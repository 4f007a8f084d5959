//! Loop-descriptor value parsing.
//!
//! Two encodings of the loop window are recognized, distinguished by the
//! comment key. The sample-indexed form `OHMSSPD` wraps its fields in angle
//! brackets, `<start|length>`; the time-indexed form `OHMSSPC` deliberately
//! mirrors them, `>start:length<`, with values in microseconds. Anything
//! else the comment scanner accepted is rejected here as corrupted.

use crate::error::{LoopTagError, TagResult};

/// Comment key for the sample-indexed loop form.
pub const KEY_SAMPLES: &str = "OHMSSPD";
/// Comment key for the microsecond-indexed loop form.
pub const KEY_MICROS: &str = "OHMSSPC";

/// A decoded loop window, in the unit its comment form used.
///
/// Constructed once per opened file and immutable afterwards; the streaming
/// controller converts it into absolute sample boundaries.
#[derive(Debug, Clone, Copy, PartialEq, Eq)]
pub enum LoopPoints {
    /// `[start, start + length)` in interleaved sample units.
    Samples { start: u64, length: u64 },
    /// `[start, start + length)` in microseconds.
    Micros { start: u64, length: u64 },
}

/// Parse the value string of a located loop comment.
///
/// Malformed brackets, a missing delimiter, empty numeric fields and
/// embedded non-digits are all `Corrupted` - never a silent zero.
pub fn parse_loop_value(key: &str, value: &str) -> TagResult<LoopPoints> {
    match key {
        KEY_SAMPLES => {
            let (start, length) = split_window(value, '<', '>', '|')?;
            Ok(LoopPoints::Samples { start, length })
        }
        KEY_MICROS => {
            let (start, length) = split_window(value, '>', '<', ':')?;
            Ok(LoopPoints::Micros { start, length })
        }
        _ => Err(LoopTagError::Corrupted("unrecognized loop tag key")),
    }
}

fn split_window(value: &str, open: char, close: char, delim: char) -> TagResult<(u64, u64)> {
    const MALFORMED: LoopTagError = LoopTagError::Corrupted("malformed loop tag value");

    let inner = value
        .strip_prefix(open)
        .and_then(|v| v.strip_suffix(close))
        .ok_or(MALFORMED)?;
    let (start, length) = inner.split_once(delim).ok_or(MALFORMED)?;
    Ok((parse_field(start)?, parse_field(length)?))
}

fn parse_field(field: &str) -> TagResult<u64> {
    // u64::from_str would also accept a leading '+'; the wire format is
    // plain digits only.
    if field.is_empty() || !field.bytes().all(|b| b.is_ascii_digit()) {
        return Err(LoopTagError::Corrupted("non-numeric loop tag field"));
    }
    field
        .parse::<u64>()
        .map_err(|_| LoopTagError::Corrupted("loop tag field out of range"))
}

#[cfg(test)]
mod tests {
    use super::*;
    use rstest::rstest;

    #[rstest]
    #[case("<0|0>", 0, 0)]
    #[case("<1000|2000>", 1000, 2000)]
    #[case("<18446744073709551615|1>", u64::MAX, 1)]
    fn test_sample_form_accepts(#[case] value: &str, #[case] start: u64, #[case] length: u64) {
        assert_eq!(
            parse_loop_value(KEY_SAMPLES, value).unwrap(),
            LoopPoints::Samples { start, length }
        );
    }

    #[rstest]
    #[case(">0:0<", 0, 0)]
    #[case(">500000:1000000<", 500_000, 1_000_000)]
    fn test_time_form_accepts(#[case] value: &str, #[case] start: u64, #[case] length: u64) {
        assert_eq!(
            parse_loop_value(KEY_MICROS, value).unwrap(),
            LoopPoints::Micros { start, length }
        );
    }

    #[rstest]
    #[case("1000|2000>")] // missing open bracket
    #[case("<1000|2000")] // missing close bracket
    #[case(">1000|2000<")] // mirrored brackets on the sample form
    #[case("<1000 2000>")] // missing delimiter
    #[case("<1000|20a0>")] // embedded non-digit
    #[case("<|2000>")] // empty start field
    #[case("<1000|>")] // empty length field
    #[case("<+1|2>")] // sign is not a digit
    #[case("<18446744073709551616|1>")] // overflows u64
    #[case("")]
    fn test_sample_form_rejects(#[case] value: &str) {
        let err = parse_loop_value(KEY_SAMPLES, value).unwrap_err();
        assert!(matches!(err, LoopTagError::Corrupted(_)), "{}", value);
    }

    #[rstest]
    #[case("<1000:2000>")] // mirrored brackets on the time form
    #[case(">1000|2000<")] // wrong delimiter
    #[case(">1000:2000>")]
    #[case(">:2000<")]
    fn test_time_form_rejects(#[case] value: &str) {
        let err = parse_loop_value(KEY_MICROS, value).unwrap_err();
        assert!(matches!(err, LoopTagError::Corrupted(_)), "{}", value);
    }

    #[test]
    fn test_unrecognized_key_rejected() {
        // The comment scanner accepts any OHMSSP* key; only the two known
        // forms parse.
        let err = parse_loop_value("OHMSSPX", "<1|2>").unwrap_err();
        assert!(matches!(err, LoopTagError::Corrupted(_)));
    }

    #[test]
    fn test_delimiter_split_is_first_occurrence() {
        // A second delimiter lands in the length field and is a non-digit.
        let err = parse_loop_value(KEY_SAMPLES, "<1|2|3>").unwrap_err();
        assert!(matches!(err, LoopTagError::Corrupted(_)));
    }
}
//! Vorbis comment-list scanning.
//!
//! Both containers carry the same `KEY=VALUE` list encoding: a 32-bit
//! little-endian vendor length, the vendor bytes (skipped, not validated), a
//! 32-bit little-endian entry count, then that many length-prefixed entries.
//! The scanner extracts the single entry whose key starts with the reserved
//! loop prefix and validates that the list consumes its region exactly.

use log::debug;

use crate::error::{LoopTagError, TagResult};

/// Reserved key prefix for loop-point comments (case-sensitive).
pub const LOOP_KEY_PREFIX: &str = "OHMSSP";

/// How the comment list is terminated in its container.
#[derive(Debug, Clone, Copy, PartialEq, Eq)]
pub enum CommentFraming {
    /// Ogg comment packets end with a single 0x01 framing byte.
    OggPacket,
    /// FLAC VORBIS_COMMENT blocks end exactly at the declared block length.
    FlacBlock,
}

/// Scan a raw comment-list blob for the one `OHMSSP*` entry.
///
/// Returns `Ok(None)` when no entry matches the prefix; that is a soft
/// outcome, not an error. Two matching entries make the tag unusable and are
/// reported as `Corrupted`. Entries without a `=` separator are skipped.
pub fn find_loop_entry(
    data: &[u8],
    framing: CommentFraming,
) -> TagResult<Option<(String, String)>> {
    let mut pos = 0usize;

    let vendor_len = read_le_u32_at(data, &mut pos, "comment vendor length truncated")? as usize;
    advance(data, &mut pos, vendor_len, "comment vendor string truncated")?;

    let entry_count = read_le_u32_at(data, &mut pos, "comment entry count truncated")?;

    let mut found: Option<(String, String)> = None;
    for _ in 0..entry_count {
        let entry_len = read_le_u32_at(data, &mut pos, "comment entry length truncated")? as usize;
        let start = pos;
        advance(data, &mut pos, entry_len, "comment entry truncated")?;
        let entry = String::from_utf8_lossy(&data[start..pos]);

        let Some((key, value)) = entry.split_once('=') else {
            continue;
        };
        if !key.starts_with(LOOP_KEY_PREFIX) {
            continue;
        }
        if found.is_some() {
            return Err(LoopTagError::Corrupted("redundant loop tag entries"));
        }
        debug!("loop comment entry: {}={}", key, value);
        found = Some((key.to_owned(), value.to_owned()));
    }

    // The list must land exactly on its terminator; anything else means a
    // truncated or over-length entry slipped through.
    match framing {
        CommentFraming::OggPacket => {
            if pos != data.len().wrapping_sub(1) || data[pos] != 0x01 {
                return Err(LoopTagError::Format("bad comment framing byte"));
            }
        }
        CommentFraming::FlacBlock => {
            if pos != data.len() {
                return Err(LoopTagError::Format("comment list does not fill its block"));
            }
        }
    }

    Ok(found)
}

fn read_le_u32_at(data: &[u8], pos: &mut usize, what: &'static str) -> TagResult<u32> {
    let end = pos.checked_add(4).ok_or(LoopTagError::Format(what))?;
    let bytes = data.get(*pos..end).ok_or(LoopTagError::Format(what))?;
    *pos = end;
    Ok(u32::from_le_bytes(bytes.try_into().unwrap()))
}

fn advance(data: &[u8], pos: &mut usize, len: usize, what: &'static str) -> TagResult<()> {
    let end = pos.checked_add(len).ok_or(LoopTagError::Format(what))?;
    if end > data.len() {
        return Err(LoopTagError::Format(what));
    }
    *pos = end;
    Ok(())
}
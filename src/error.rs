//! Error types for loop-tag parsing.

use thiserror::Error;

/// Errors produced while locating and decoding a loop-point comment.
///
/// `NotFound` is a soft outcome: the stream is well formed but carries no
/// recognized loop key. Callers decide whether that means "play without
/// looping" or "refuse to open". Everything else is fatal for the parse.
#[derive(Debug, Error)]
pub enum LoopTagError {
    /// The byte stream failed or ended in the middle of a field.
    #[error("stream read failed: {0}")]
    Io(#[from] std::io::Error),

    /// Container framing did not match the format specification.
    #[error("malformed container: {0}")]
    Format(&'static str),

    /// A loop comment was located but its content is unusable.
    #[error("corrupted loop tag: {0}")]
    Corrupted(&'static str),

    /// No recognized loop comment is present in the stream.
    #[error("no loop tag found")]
    NotFound,
}

/// Result type for tag-parsing operations.
pub type TagResult<T> = Result<T, LoopTagError>;
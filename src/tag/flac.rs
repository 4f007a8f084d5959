//! FLAC metadata-block scanning.
//!
//! FLAC fronts its stream with a chain of metadata blocks: a 1-byte header
//! whose high bit flags the final block and whose low 7 bits carry the type,
//! then a 24-bit big-endian payload length. Type 4 is VORBIS_COMMENT and
//! reuses the Ogg comment-list encoding, minus the trailing framing byte.

use std::io::{Read, Seek};

use log::debug;

use crate::error::{LoopTagError, TagResult};
use crate::stream;
use crate::tag::comment::{find_loop_entry, CommentFraming};

/// FLAC stream marker.
pub const FLAC_MAGIC: &[u8; 4] = b"fLaC";

/// Metadata block type carrying the comment list.
const BLOCK_VORBIS_COMMENT: u8 = 4;

#[derive(Debug)]
struct BlockHeader {
    is_last: bool,
    block_type: u8,
    length: u32,
}

impl BlockHeader {
    fn read<R: Read>(reader: &mut R) -> TagResult<Self> {
        let mut buf = [0u8; 4];
        reader.read_exact(&mut buf).map_err(LoopTagError::Io)?;
        Ok(BlockHeader {
            is_last: buf[0] & 0x80 != 0,
            block_type: buf[0] & 0x7F,
            length: u32::from_be_bytes([0, buf[1], buf[2], buf[3]]),
        })
    }
}

/// Scan a FLAC stream for the single `OHMSSP*` loop comment.
///
/// Blocks other than VORBIS_COMMENT are skipped by length. A comment block
/// without a matching entry does not end the scan - another comment block
/// could still follow - but the last-block flag does, yielding `NotFound`.
pub fn parse_flac_comment<R: Read + Seek>(reader: &mut R) -> TagResult<(String, String)> {
    let mut magic = [0u8; 4];
    reader.read_exact(&mut magic).map_err(LoopTagError::Io)?;
    if &magic != FLAC_MAGIC {
        return Err(LoopTagError::Format("bad FLAC stream marker"));
    }

    loop {
        let header = BlockHeader::read(reader)?;

        if header.block_type == BLOCK_VORBIS_COMMENT {
            let block = stream::read_bytes(reader, header.length as usize)?;
            if let Some(hit) = find_loop_entry(&block, CommentFraming::FlacBlock)? {
                return Ok(hit);
            }
            debug!("flac comment block carries no loop tag");
        } else {
            debug!(
                "skipping flac block type {} ({} bytes)",
                header.block_type, header.length
            );
            stream::skip(reader, header.length as u64)?;
        }

        if header.is_last {
            return Err(LoopTagError::NotFound);
        }
    }
}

######

## What you are asked to do
Please set down again, word for word, only the lines from the start of the entries through the line with "in microseconds. Anything", both ends included.

## Written response
repository 4f007a8f084d5959
//! Loop-descriptor value parsing.
//!
//! Two encodings of the loop window are recognized, distinguished by the
//! comment key. The sample-indexed form `OHMSSPD` wraps its fields in angle
//! brackets, `<start|length>`; the time-indexed form `OHMSSPC` deliberately
//! mirrors them, `>start:length<`, with values in microseconds. Anything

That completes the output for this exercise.